Spengler noted that Intelsat’s balance sheet “gives us less flexibility compared to our peers,” a nod to the significant debt it carries. That has not stopped it from sourcing funding to build and launch the initial tranche of satellites in the new Epic constellation. Still, the industry is evolving rapidly with both direct competition from other satellite operators and concerns from terrestrial 5G developments. Securing the funding and technology to allow for evolution within Intelsat is a significant boost for the company. Wyler also clarified that funding of the 882-satellite OneWeb constellation is not 100% complete, with some additional debt expected to complete the build and launch.
Intelsat plans to be able to provide backhaul and other services as part of the 5G revolution. This could ultimately become as targeted as pico-cell service at individual homes or villages, with uplink via the OneWeb constellation, delivering data and voice connectivity in rural areas while saving on fiber or microwave backhaul needs. This opportunity is especially pronounced in more remote global regions where backhaul infrastructure does not exist at all today. Both companies believe that this will expand the markets for satellite services rather than having one side cannibalize the other. Wyler reiterated the expectation of a 2020/2021 timeframe for global coverage in commercial service.

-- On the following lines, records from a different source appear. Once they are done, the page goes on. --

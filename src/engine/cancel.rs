//! Cooperative cancellation for scenario runs

use std::sync::Arc;
use tokio::sync::watch;

/// Cloneable cancellation signal shared between a run and its controller
///
/// The runner checks it between steps and races it against the step in flight.
#[derive(Debug, Clone)]
pub struct CancelToken {
    tx: Arc<watch::Sender<bool>>,
}

impl Default for CancelToken {
    fn default() -> Self {
        Self::new()
    }
}

impl CancelToken {
    pub fn new() -> Self {
        let (tx, _rx) = watch::channel(false);
        Self { tx: Arc::new(tx) }
    }

    /// Request cancellation; idempotent
    pub fn cancel(&self) {
        self.tx.send_replace(true);
    }

    pub fn is_cancelled(&self) -> bool {
        *self.tx.borrow()
    }

    /// Completes once `cancel` has been called
    pub async fn cancelled(&self) {
        let mut rx = self.tx.subscribe();
        // The sender lives as long as `self`, so this only returns once cancelled
        let _ = rx.wait_for(|cancelled| *cancelled).await;
    }
}

#[cfg(test)]
mod tests {
    use super::*;
    use std::time::Duration;

    #[tokio::test]
    async fn test_cancelled_wakes_waiter() {
        let token = CancelToken::new();
        let waiter = token.clone();
        let handle = tokio::spawn(async move { waiter.cancelled().await });

        tokio::time::sleep(Duration::from_millis(10)).await;
        assert!(!token.is_cancelled());
        token.cancel();

        tokio::time::timeout(Duration::from_secs(1), handle)
            .await
            .expect("waiter should wake")
            .unwrap();
        assert!(token.is_cancelled());
    }

    #[tokio::test]
    async fn test_cancelled_returns_immediately_when_already_cancelled() {
        let token = CancelToken::new();
        token.cancel();
        tokio::time::timeout(Duration::from_millis(100), token.cancelled())
            .await
            .expect("already cancelled");
    }
}
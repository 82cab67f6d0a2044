//! Platform configuration and log paths
//!
//! Uses the directories crate for platform-appropriate locations:
//! - Linux: `~/.config/tson-runner/`
//! - macOS: `~/Library/Application Support/tson-runner/`
//! - Windows: `%APPDATA%\tson-runner\`

use std::path::{Path, PathBuf};

/// Application name used for all per-user directories
const APP_NAME: &str = "tson-runner";

/// File name of the global properties file inside the config directory
pub const GLOBAL_PROPERTIES: &str = "global.properties";

/// File name of the per-workspace properties file
pub const LOCAL_PROPERTIES: &str = "local.properties";

/// Get the configuration directory path
pub fn config_dir() -> Option<PathBuf> {
    directories::ProjectDirs::from("", "", APP_NAME).map(|dirs| dirs.config_dir().to_path_buf())
}

/// Get the path to the configuration file
pub fn config_path() -> Option<PathBuf> {
    config_dir().map(|dir| dir.join("config.toml"))
}

/// Get the path to the global properties file
pub fn global_properties_path() -> Option<PathBuf> {
    config_dir().map(|dir| dir.join(GLOBAL_PROPERTIES))
}

/// Get the path to a workspace's local properties file
pub fn local_properties_path(workspace: &Path) -> PathBuf {
    workspace.join(LOCAL_PROPERTIES)
}

/// Resolve `relative` against `root`, leaving absolute paths untouched
pub fn resolve_in(root: &Path, relative: &Path) -> PathBuf {
    if relative.is_absolute() {
        relative.to_path_buf()
    } else {
        root.join(relative)
    }
}
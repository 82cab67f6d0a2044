//! Test-definition documents and their typed representation

mod loader;
mod model;

pub use loader::{load, parse, Format};
pub use model::{
    Assertion, Comparison, Params, Scenario, Step, StepBody, Subject, ASSERT_KIND,
};
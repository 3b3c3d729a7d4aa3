//! Paper retrieval over the NCBI E-utilities API.
//!
//! Four request shapes: ESearch (id search with date floor), ESummary (batch
//! metadata), EFetch (abstract sections, keywords, publication types; PMC
//! full text), and ELink (PubMed to PMC full-text lookup).

use async_trait::async_trait;
use quick_xml::de::from_str;
use quick_xml::events::Event;
use quick_xml::Reader;
use serde::Deserialize;
use std::collections::HashMap;

use crate::client::{ApiError, EutilsClient};
use crate::models::{Paper, PaperBuilder};

const DEFAULT_BASE_URL: &str = "https://eutils.ncbi.nlm.nih.gov/entrez/eutils";

/// Papers published before this date are excluded from searches.
const MIN_PUB_DATE: &str = "2015/01/01";

/// Source of paper records for the discovery engine.
///
/// The engine depends on this trait so tests can substitute a scripted
/// source for the live API.
#[async_trait]
pub trait PaperSource: Send + Sync + std::fmt::Debug {
    /// Search for paper identifiers, most relevant first per the upstream
    /// ranking. The returned order is preserved downstream.
    async fn search(&self, query: &str, max_results: usize) -> Result<Vec<String>, ApiError>;

    /// Fetch full records for the given identifiers, in the same order.
    /// Best-effort per paper: a failure to obtain the abstract or full text
    /// for one paper degrades that paper, it never aborts the batch.
    async fn hydrate(&self, pmids: &[String]) -> Result<Vec<Paper>, ApiError>;
}

/// PubMed paper source backed by the rate-limited E-utilities client
#[derive(Debug, Clone)]
pub struct PubMedSource {
    client: EutilsClient,
    base_url: String,
}

impl PubMedSource {
    pub fn new(client: EutilsClient) -> Self {
        Self {
            client,
            base_url: DEFAULT_BASE_URL.to_string(),
        }
    }

    /// Override the endpoint base (for tests against a local server)
    pub fn with_base_url(client: EutilsClient, base_url: impl Into<String>) -> Self {
        Self {
            client,
            base_url: base_url.into(),
        }
    }

    fn endpoint(&self, name: &str) -> String {
        format!("{}/{}.fcgi", self.base_url, name)
    }

    async fn esearch(&self, query: &str, max_results: usize) -> Result<Vec<String>, ApiError> {
        let params = [
            ("db", "pubmed".to_string()),
            ("term", query.to_string()),
            ("retmax", max_results.to_string()),
            ("retmode", "xml".to_string()),
            ("mindate", MIN_PUB_DATE.to_string()),
            ("datetype", "pdat".to_string()),
        ];
        let xml = self.client.get(&self.endpoint("esearch"), &params).await?;
        let ids = parse_esearch_response(&xml)?;
        tracing::info!(count = ids.len(), query, "ESearch returned PMIDs");
        Ok(ids)
    }

    async fn esummary(&self, pmids: &[String]) -> Result<HashMap<String, DocSummary>, ApiError> {
        let params = [
            ("db", "pubmed".to_string()),
            ("id", pmids.join(",")),
            ("version", "2.0".to_string()),
            ("retmode", "xml".to_string()),
        ];
        let xml = self.client.get(&self.endpoint("esummary"), &params).await?;
        parse_esummary_response(&xml)
    }

    async fn efetch_abstract(&self, pmid: &str) -> Result<AbstractData, ApiError> {
        let params = [
            ("db", "pubmed".to_string()),
            ("id", pmid.to_string()),
            ("retmode", "xml".to_string()),
        ];
        let xml = self.client.get(&self.endpoint("efetch"), &params).await?;
        parse_abstract_response(&xml)
    }

    async fn elink_pmc(&self, pmid: &str) -> Result<Option<String>, ApiError> {
        let params = [
            ("dbfrom", "pubmed".to_string()),
            ("db", "pmc".to_string()),
            ("id", pmid.to_string()),
            ("retmode", "xml".to_string()),
        ];
        let xml = self.client.get(&self.endpoint("elink"), &params).await?;
        parse_elink_response(&xml)
    }

    async fn efetch_pmc(&self, pmc_id: &str) -> Result<HashMap<String, String>, ApiError> {
        let params = [
            ("db", "pmc".to_string()),
            ("id", pmc_id.to_string()),
            ("retmode", "xml".to_string()),
        ];
        let xml = self.client.get(&self.endpoint("efetch"), &params).await?;
        Ok(parse_pmc_sections(&xml))
    }
}

#[async_trait]
impl PaperSource for PubMedSource {
    async fn search(&self, query: &str, max_results: usize) -> Result<Vec<String>, ApiError> {
        self.esearch(query, max_results).await
    }

    async fn hydrate(&self, pmids: &[String]) -> Result<Vec<Paper>, ApiError> {
        if pmids.is_empty() {
            return Ok(Vec::new());
        }

        let summaries = self.esummary(pmids).await?;
        let mut papers = Vec::with_capacity(pmids.len());

        for pmid in pmids {
            let summary = summaries.get(pmid).cloned().unwrap_or_default();
            let mut builder = PaperBuilder::new(pmid.clone())
                .title(summary.title)
                .doi(summary.doi)
                .authors(summary.authors)
                .journal(summary.journal)
                .year(summary.year);

            match self.efetch_abstract(pmid).await {
                Ok(data) => {
                    builder = builder
                        .abstract_sections(data.sections)
                        .keywords(data.keywords)
                        .publication_types(data.publication_types);
                }
                Err(err) => {
                    tracing::warn!(pmid, error = %err, "abstract fetch failed, degrading to metadata only");
                }
            }

            // Full text is strictly optional per paper.
            let pmc_id = match self.elink_pmc(pmid).await {
                Ok(id) => id,
                Err(err) => {
                    tracing::debug!(pmid, error = %err, "PMC link lookup failed");
                    None
                }
            };
            if let Some(pmc_id) = pmc_id {
                match self.efetch_pmc(&pmc_id).await {
                    Ok(sections) if !sections.is_empty() => {
                        tracing::info!(pmid, pmc_id, sections = sections.len(), "retrieved PMC full text");
                        builder = builder.pmc_id(pmc_id).full_text_sections(sections);
                    }
                    Ok(_) => {
                        builder = builder.pmc_id(pmc_id);
                    }
                    Err(err) => {
                        tracing::warn!(pmid, pmc_id, error = %err, "full-text fetch failed, degrading to abstract only");
                        builder = builder.pmc_id(pmc_id);
                    }
                }
            }

            papers.push(builder.build());
        }

        Ok(papers)
    }
}
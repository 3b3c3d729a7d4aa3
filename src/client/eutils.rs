//! Retrying HTTP client for NCBI E-utilities endpoints.

use reqwest::Client;
use std::time::Duration;
use tokio::time::sleep;

use crate::client::{ApiError, RateLimiter};

/// Configuration for the E-utilities client
#[derive(Debug, Clone)]
pub struct EutilsConfig {
    /// NCBI API key; raises the account ceiling from 3 to 10 req/s
    pub api_key: Option<String>,

    /// Minimum spacing between outbound requests
    pub min_interval: Duration,

    /// Attempt bound for transient failures (429/5xx/network)
    pub max_retries: u32,

    /// Base backoff delay; doubles before each retry (1s, 2s, 4s, ...)
    pub backoff_base: Duration,

    /// Per-request timeout
    pub timeout: Duration,
}

impl Default for EutilsConfig {
    fn default() -> Self {
        Self {
            api_key: None,
            min_interval: crate::client::DEFAULT_MIN_INTERVAL,
            max_retries: 3,
            backoff_base: Duration::from_secs(1),
            timeout: Duration::from_secs(30),
        }
    }
}

/// HTTP client for E-utilities with shared rate limiting and retry on
/// transient failures.
#[derive(Debug, Clone)]
pub struct EutilsClient {
    client: Client,
    limiter: RateLimiter,
    config: EutilsConfig,
}

impl EutilsClient {
    pub fn new(config: EutilsConfig) -> Self {
        let limiter = RateLimiter::new(config.min_interval);
        Self::with_limiter(config, limiter)
    }

    /// Create a client sharing an existing limiter. Concurrent runs must
    /// share one limiter since the NCBI ceiling is per account, not per run.
    pub fn with_limiter(config: EutilsConfig, limiter: RateLimiter) -> Self {
        let client = Client::builder()
            .user_agent(concat!(env!("CARGO_PKG_NAME"), "/", env!("CARGO_PKG_VERSION")))
            .timeout(config.timeout)
            .connect_timeout(Duration::from_secs(10))
            .build()
            .expect("Failed to create HTTP client");

        Self {
            client,
            limiter,
            config,
        }
    }

    /// The limiter used by this client
    pub fn limiter(&self) -> &RateLimiter {
        &self.limiter
    }

    /// Issue a GET request with rate limiting and retry.
    ///
    /// 429, 5xx, and network-level failures (timeouts included) are retried
    /// with exponential backoff up to the configured bound; any other 4xx is
    /// a permanent caller error and fails immediately. Exhausting the bound
    /// surfaces as [`ApiError::RetriesExhausted`].
    pub async fn get(&self, url: &str, params: &[(&str, String)]) -> Result<String, ApiError> {
        let mut params: Vec<(&str, String)> = params.to_vec();
        if let Some(key) = &self.config.api_key {
            params.push(("api_key", key.clone()));
        }

        let mut last_error: Option<ApiError> = None;

        for attempt in 0..self.config.max_retries {
            if attempt > 0 {
                let delay = self.config.backoff_base * 2u32.pow(attempt - 1);
                tracing::warn!(
                    attempt = attempt + 1,
                    max = self.config.max_retries,
                    ?delay,
                    error = %last_error.as_ref().map(|e| e.to_string()).unwrap_or_default(),
                    "transient E-utilities failure, backing off before retry"
                );
                sleep(delay).await;
            }

            self.limiter.acquire().await;

            let response = match self.client.get(url).query(&params).send().await {
                Ok(response) => response,
                Err(err) => {
                    last_error = Some(ApiError::Network(err.to_string()));
                    continue;
                }
            };

            let status = response.status();
            if status.is_success() {
                match response.text().await {
                    Ok(body) => return Ok(body),
                    Err(err) => {
                        last_error = Some(ApiError::Network(err.to_string()));
                        continue;
                    }
                }
            }

            if status.as_u16() == 429 || status.is_server_error() {
                last_error = Some(ApiError::Status {
                    status: status.as_u16(),
                    retriable: true,
                });
                continue;
            }

            // Other 4xx: bad query syntax, auth. Not retriable.
            return Err(ApiError::Status {
                status: status.as_u16(),
                retriable: false,
            });
        }

        Err(ApiError::RetriesExhausted {
            attempts: self.config.max_retries,
            source: Box::new(
                last_error.unwrap_or_else(|| ApiError::Network("no attempts made".to_string())),
            ),
        })
    }
}
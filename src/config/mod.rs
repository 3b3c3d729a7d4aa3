//! Configuration management.

use serde::{Deserialize, Serialize};
use std::path::PathBuf;
use std::time::Duration;

/// Application configuration
#[derive(Debug, Clone, Serialize, Deserialize)]
pub struct Config {
    /// Reasoning model settings
    #[serde(default)]
    pub llm: LlmConfig,

    /// NCBI E-utilities settings
    #[serde(default)]
    pub ncbi: NcbiConfig,

    /// Discovery loop settings
    #[serde(default)]
    pub discovery: DiscoveryConfig,
}

impl Default for Config {
    fn default() -> Self {
        Self {
            llm: LlmConfig::default(),
            ncbi: NcbiConfig::default(),
            discovery: DiscoveryConfig::default(),
        }
    }
}

/// Reasoning model configuration
#[derive(Debug, Clone, Serialize, Deserialize)]
pub struct LlmConfig {
    /// API key for the Anthropic Messages API
    #[serde(default)]
    pub api_key: Option<String>,

    /// Model id used for every reasoning operation
    #[serde(default = "default_model")]
    pub model: String,

    /// Paper text slice length for analysis prompts, in characters
    #[serde(default = "default_context_budget")]
    pub context_budget: usize,
}

impl Default for LlmConfig {
    fn default() -> Self {
        Self {
            api_key: std::env::var("ANTHROPIC_API_KEY").ok(),
            model: default_model(),
            context_budget: default_context_budget(),
        }
    }
}

fn default_model() -> String {
    "claude-sonnet-4-20250514".to_string()
}

fn default_context_budget() -> usize {
    crate::llm::DEFAULT_CONTEXT_BUDGET
}

/// NCBI E-utilities configuration
#[derive(Debug, Clone, Serialize, Deserialize)]
pub struct NcbiConfig {
    /// API key raising the rate ceiling to 10 requests per second
    #[serde(default)]
    pub api_key: Option<String>,

    /// Minimum spacing between requests, in milliseconds
    #[serde(default = "default_min_interval_ms")]
    pub min_interval_ms: u64,

    /// Retry attempts for retriable failures
    #[serde(default = "default_max_retries")]
    pub max_retries: u32,

    /// Exponential backoff base, in milliseconds
    #[serde(default = "default_backoff_base_ms")]
    pub backoff_base_ms: u64,
}

impl Default for NcbiConfig {
    fn default() -> Self {
        Self {
            api_key: std::env::var("NCBI_API_KEY").ok(),
            min_interval_ms: default_min_interval_ms(),
            max_retries: default_max_retries(),
            backoff_base_ms: default_backoff_base_ms(),
        }
    }
}

impl NcbiConfig {
    pub fn min_interval(&self) -> Duration {
        Duration::from_millis(self.min_interval_ms)
    }

    pub fn backoff_base(&self) -> Duration {
        Duration::from_millis(self.backoff_base_ms)
    }
}

fn default_min_interval_ms() -> u64 {
    crate::client::DEFAULT_MIN_INTERVAL.as_millis() as u64
}

fn default_max_retries() -> u32 {
    3
}

fn default_backoff_base_ms() -> u64 {
    1000
}

/// Discovery loop configuration
#[derive(Debug, Clone, Serialize, Deserialize)]
pub struct DiscoveryConfig {
    /// Stop once this many variables survive filtering
    #[serde(default = "default_min_variables")]
    pub min_variables: usize,

    /// Total paper budget across all iterations
    #[serde(default = "default_max_papers")]
    pub max_papers: usize,

    /// Iteration budget
    #[serde(default = "default_max_iterations")]
    pub max_iterations: usize,

    /// Minimum similarity for a lexicon entity match
    #[serde(default = "default_ner_confidence")]
    pub ner_confidence: f64,

    /// Override for the built-in chemical lexicon
    #[serde(default)]
    pub chemical_lexicon: Option<PathBuf>,

    /// Override for the built-in disease lexicon
    #[serde(default)]
    pub disease_lexicon: Option<PathBuf>,
}

impl Default for DiscoveryConfig {
    fn default() -> Self {
        Self {
            min_variables: default_min_variables(),
            max_papers: default_max_papers(),
            max_iterations: default_max_iterations(),
            ner_confidence: default_ner_confidence(),
            chemical_lexicon: None,
            disease_lexicon: None,
        }
    }
}

fn default_min_variables() -> usize {
    10
}

fn default_max_papers() -> usize {
    50
}

fn default_max_iterations() -> usize {
    3
}

fn default_ner_confidence() -> f64 {
    crate::ner::DEFAULT_CONFIDENCE
}

/// Load configuration from a file, with environment overrides
pub fn load_config(path: &PathBuf) -> Result<Config, config::ConfigError> {
    let settings = config::Config::builder()
        .add_source(config::File::from(path.as_path()))
        .add_source(config::Environment::with_prefix("LIT_DISCOVERY").separator("__"))
        .build()?;

    settings.try_deserialize()
}

/// Get the default configuration (from env vars or defaults)
pub fn get_config() -> Config {
    Config::default()
}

OneWeb is not just a Ku-band operation, though that’s what the first generation of satellites will support. The company has priority filings in Ka and X-band ranges and Wyler indicated that future iterations of the satellites could support those bands. The combination of companies will also allow OneWeb to leverage the large and established global sales and support teams as well as the regulatory experience Intelsat brings to bear.
For the mobility segment, particularly aero, the combination of broad beam, HTS and LEO capacity presents interesting opportunities. The true global coverage of the LEO network fills polar gaps in the current GEO systems. The lower latency of LEO could be leveraged to support specific use cases (voice is most commonly noted in this category) while the broadcast coverage of the GEO broad beams would support others (e.g. IP TV).
Simultaneous use of multiple systems will require upgrades to the onboard hardware capabilities or multiple antenna systems on aircraft. Lower profile, phased array antenna systems may be viable in time for the OneWeb service launch, or soon thereafter.
Interestingly, Gogo last year announced a partnership with Intelsat to leverage the first shared GEO/LEO satellite network for inflight connectivity. The company said its 2Ku connectivity solution will utilize multi-layered Ku-band capacity on the Intelsat Epic GEO satellites as well as OneWeb’s planned LEO satellite constellation. However, Gogo management confirmed there is still a lot of work to do to make 2Ku seamlessly work between GEO and LEO.
Rockwell Collins, meanwhile, is the aero satcom terminal provider and a value added reseller (VAR) for OneWeb. But the company has had to remain flexible. Senior director Richard Nordstrom previously told RGN:
As you know, Intelsat has become an integral part of the discussion around OneWeb, and as a result, what would have been a firm pure OneWeb play has to have an Intelsat flavor to it in the discussion process. That has held off the final agreement but we’re having excellent discussions, bringing a lot of qualified IP into those discussions and so far all players seem to be quite happy.
Today’s agreement between Intelsat and OneWeb is contingent on acceptance from many existing debt holders, an offer that was tendered this morning. It is expected to reduce total debt by $3.6bn but also involves refinancing a significant portion of bonds, similar to deals Intelsat struck with existing investors in Q4 ’16.